738	parallel/test-net-connect-local-error	
duration_ms	
0.162
severity	
fail
stack	
Mismatched onError function calls. Expected 1, actual 0.
    at Object.<anonymous> (/Users/iojs/build/workspace/node-test-commit-osx/nodes/osx1010/test/parallel/test-net-connect-local-error.js:15:27)
    at Module._compile (module.js:569:30)
    at Object.Module._extensions..js (module.js:580:10)
    at Module.load (module.js:503:32)
    at tryModuleLoad (module.js:466:12)
    at Function.Module._load (module.js:458:3)
    at Function.Module.runMain (module.js:605:10)
    at startup (bootstrap_node.js:144:16)
    at bootstrap_node.js:537:3

The text was updated successfully, but these errors were encountered:

sebastianplesciuc · 2017-05-10T19:56:25Z

Can I take this one?

refack · 2017-05-10T20:10:14Z

@sebastianplesciuc you like these ones 😉 . dibs is yours.
P.S. I've been told that the use of common.PORT is fragile in macOS / freeBSD.
There's a general goal to use 0 as port (if possible) and then figure out which port the OS assigned.

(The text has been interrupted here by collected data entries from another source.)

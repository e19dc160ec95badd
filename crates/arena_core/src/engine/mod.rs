//! Simulation engine: world state, geometry, visibility, combat and the
//! fixed-tick match loop.

pub mod arena;
pub mod clock;
pub(crate) mod combat;
pub mod coordinates;
pub mod events;
pub mod physics;
pub mod round;
pub(crate) mod scheduler;
pub(crate) mod visibility;
pub mod world;

pub use arena::{ArenaEngine, MatchPlan, TeamSetup};
pub use clock::SimClock;
pub use coordinates::{vec2, Vec2};
pub use events::{ArenaEvent, EffectsSink, EventLog, NullSink};
pub use physics::{ColliderId, RayHit, RaycastProvider};
pub use round::{RoundState, Scoreboard};
pub use world::{CommandState, UnitStore};
use super::{NetplayCoordinator, fallback_name};
use crate::net::protocol::{
    ChatMessage, FrameBatch, Kick, NetMessage, PlayerJoin, PlayerLeave, ProfileUpdate, RoomUpdate,
    Snapshot, SnapshotRequest, Start,
};
use crate::net::transport::Transport;
use crate::netplay::events::{NetplayError, NetplayEvent};
use crate::netplay::handshake::HandshakeEvent;
use crate::netplay::state::{ClientState, PlayerSlot, Role};
use crate::simulation::Simulation;
//! Presence and session metadata messages
//!
//! Relayed by the host. They never affect the simulation.

use bitcode::{Decode, Encode};
use rollsync_shared::{PlayerId, PlayerProfile, RoomInfo};

/// A player is in the room
#[derive(Debug, Clone, Copy, PartialEq, Eq, Encode, Decode)]
pub struct PlayerJoin {
    /// Epoch the player joined in
    pub stage_seq: u32,
    pub player: PlayerId,
    /// Player spectates until the next stage starts
    pub pending_spawn: bool,
}

/// A player left the room
#[derive(Debug, Clone, Copy, PartialEq, Eq, Encode, Decode)]
pub struct PlayerLeave {
    pub player: PlayerId,
}

/// Display profile update
#[derive(Debug, Clone, PartialEq, Eq, Encode, Decode)]
pub struct ProfileUpdate {
    pub player: PlayerId,
    pub profile: PlayerProfile,
}

/// Chat line
#[derive(Debug, Clone, PartialEq, Eq, Encode, Decode)]
pub struct ChatMessage {
    /// Author (ignored by the host, which uses the transport peer)
    pub player: PlayerId,
    pub text: String,
}

/// Room settings changed
#[derive(Debug, Clone, PartialEq, Eq, Encode, Decode)]
pub struct RoomUpdate {
    pub room: RoomInfo,
}

/// Removed by the host
#[derive(Debug, Clone, PartialEq, Eq, Encode, Decode)]
pub struct Kick {
    pub reason: Option<String>,
}
//! Serialized simulation state

use bitcode::{Decode, Encode};

/// Opaque snapshot of simulation state.
///
/// Produced by [`Simulation::save_state`](crate::Simulation::save_state) and
/// carried verbatim over the wire for snapshot catch-up. The checksum lets a
/// receiver reject a blob that was corrupted or truncated in transit.
#[derive(Debug, Clone, PartialEq, Eq, Encode, Decode)]
pub struct StateBlob {
    /// Serialized simulation state
    pub data: Vec<u8>,
    /// xxHash3 checksum of `data`
    pub checksum: u64,
}

impl StateBlob {
    /// Create a blob from serialized data, computing its checksum
    pub fn new(data: Vec<u8>) -> Self {
        let checksum = Self::compute_checksum(&data);
        Self { data, checksum }
    }

    /// Check if this blob is empty
    pub fn is_empty(&self) -> bool {
        self.data.is_empty()
    }

    /// Size of the serialized state in bytes
    pub fn len(&self) -> usize {
        self.data.len()
    }

    /// Whether the stored checksum matches the data
    pub fn verify(&self) -> bool {
        Self::compute_checksum(&self.data) == self.checksum
    }

    /// Compute xxHash3 checksum
    ///
    /// xxHash3 is SIMD-optimized, so checksumming a full state on every
    /// save stays cheap even for large simulations.
    pub fn compute_checksum(data: &[u8]) -> u64 {
        use xxhash_rust::xxh3::Xxh3;
        let mut hasher = Xxh3::new();
        hasher.update(data);
        hasher.digest()
    }
}

impl Default for StateBlob {
    fn default() -> Self {
        Self::new(Vec::new())
    }
}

refack · 2017-05-10T20:13:58Z

Ref: #12376

sebastianplesciuc · 2017-05-10T20:17:58Z

I think that's the case here as well.

I think there are two issues with this, one is that server.close() might be called before the client's callback which is the error on line 15 I believe.

Another issue might arise with port + 1. We have no guarantee that this is an empty port when this runs. A way of fixing this might be creating another server with port 0 and assigning it's port to the client socket in it's close callback. Thoughts? Is it guaranteed to be in use while the callback is running from net.Server close event?

refack · 2017-05-10T21:40:57Z

The close is definitely in a bad place
When net.Server.close call the cb the server will not answer anymore, so it's a good time to try to connect to it (to get an error)
Another option is to loop port + 1...5, if that's simpler.

Worse case we can move it to /sequential/ where it will run alone.

refack · 2017-05-12T20:20:21Z

@sebastianplesciuc You might appreciate this. I've been looking at this issue's brother #12951.
These tests are run in parallel first this one, then the other.
In the other one there's a server that's supposed to receive 6 connections, instead it received 7.
I wonder where that 7th request comes from 🤣

sebastianplesciuc · 2017-05-13T07:53:38Z

@refack I'm not sure I get it :) You're suggesting that the connection in that test comes from this one? How does that work?

sebastianplesciuc · 2017-05-13T09:45:55Z

@refack OOOOH! I think I get it now. So when that test fails, this test fails because it connects from this test to the server from that test. So fixing this test would fix that one?

refack · 2017-05-13T12:47:54Z

Yep

aqrln · 2017-05-14T00:50:05Z

@refack

P.S. I've been told that the use of common.PORT is fragile in macOS / freeBSD.
There's a general goal to use 0 as port (if possible) and then figure out which port the OS assigned.

Using 0 to choose a random port can be fragile on BSD systems (including macOS) too, because of how SO_REUSEADDR works in their implementations of TCP. Recently I observed test/parallel/test-http-extra-response failing on my machine trying to communicate with the server of an autocompletion plugin for Vim instead of the server created in the test itself. The problem is that when a process binds to port 0 with SO_REUSEADDR, the kernel may give it a port that another process is already listening on if one of them binds to a concrete address (like 127.0.0.1) and the other — to a wildcard one. The logic that the kernel uses to route requests between them is not very clear to me.

/cc @nodejs/testing

Trott · 2017-05-14T01:31:46Z

P.S. I've been told that the use of common.PORT is fragile in macOS / freeBSD.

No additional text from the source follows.